use tracing::warn;

use crate::api::oracle_client::{strip_code_fences, VisionOracle};
use crate::api::oracle_structs::{MatchResponse, Part};
use crate::common::blob_store::BlobStore;

/// One known identity cluster offered to the oracle: the person id and the
/// blob key of its representative face.
#[derive(Debug, Clone)]
pub struct ReferenceFace {
    pub person_id: i32,
    pub crop_key: String,
}

const COMPARE_PROMPT: &str = "The first image is a target face. Every image after it is a reference face preceded by a person id label. Decide whether the target shows the same individual as one of the references. Respond with only JSON of the form {\"match_id\": <id>} naming the matching label, or {\"match_id\": null} if no reference clearly shows the same person.";

/// Compares a target crop against every known person's representative face
/// and returns the matching person id, if any.
///
/// One oracle call per face, carrying the whole reference set. Skipped
/// entirely when there are no references. Every failure mode (transport,
/// unparsable response, id not among those offered, missing reference
/// blob) resolves to "no match" so oracle ambiguity can never block
/// cluster growth; the cost of a wrong answer is a duplicate cluster, not
/// a wrong merge.
pub async fn match_face(
    oracle: &dyn VisionOracle,
    blobs: &dyn BlobStore,
    target_crop: &[u8],
    references: &[ReferenceFace],
) -> Option<i32> {
    if references.is_empty() {
        return None;
    }

    let mut parts = Vec::with_capacity(2 + references.len() * 2);
    parts.push(Part::text(COMPARE_PROMPT));
    parts.push(Part::inline_image("image/jpeg", target_crop));

    for reference in references {
        let bytes = match blobs.get(&reference.crop_key).await {
            Ok(bytes) => bytes,
            Err(err) => {
                warn!(
                    "Reference crop {} unavailable, treating face as unmatched: {}",
                    reference.crop_key, err
                );
                return None;
            }
        };
        parts.push(Part::text(format!("Person {}:", reference.person_id)));
        parts.push(Part::inline_image("image/jpeg", &bytes));
    }

    let offered: Vec<i32> = references.iter().map(|r| r.person_id).collect();
    match oracle.generate(parts).await {
        Ok(text) => parse_match_response(&text, &offered),
        Err(err) => {
            warn!("Face comparison failed, treating face as unmatched: {}", err);
            None
        }
    }
}

/// Accepts only a `match_id` that numerically equals one of the offered
/// ids; anything else is "no match".
#[must_use]
pub fn parse_match_response(text: &str, offered: &[i32]) -> Option<i32> {
    let payload = strip_code_fences(text);
    let response: MatchResponse = serde_json::from_str(payload).ok()?;
    let id = i32::try_from(response.match_id?).ok()?;
    offered.contains(&id).then_some(id)
}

What you are asked to do:
Your task is to find each line in the entries that contains the string "BlobStore" and copy it.

Problem solution:
use crate::common::blob_store::BlobStore;
    blobs: &dyn BlobStore,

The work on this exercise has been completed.